_What is expected_: Retype the data exactly, leaving nothing out.
═══ Data for the task
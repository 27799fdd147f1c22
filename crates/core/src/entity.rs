//! Entity trait: identity + continuity across state changes.

/// Entity marker + minimal interface.
///
/// Collections keyed by identity (such as the cart) use this to enforce
/// uniqueness without caring about the rest of the record.
pub trait Entity {
    /// Strongly-typed entity identifier.
    type Id: Copy + Eq + core::hash::Hash + core::fmt::Debug;

    /// Returns the entity identifier.
    fn id(&self) -> Self::Id;
}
══════
_Exercise output_:
repository 27799fdd147f1c22
filename crates/core/src/entity.rs
//! Entity trait: identity + continuity across state changes.

/// Entity marker + minimal interface.
///
/// Collections keyed by identity (such as the cart) use this to enforce
/// uniqueness without caring about the rest of the record.
pub trait Entity {
    /// Strongly-typed entity identifier.
    type Id: Copy + Eq + core::hash::Hash + core::fmt::Debug;

    /// Returns the entity identifier.
    fn id(&self) -> Self::Id;
}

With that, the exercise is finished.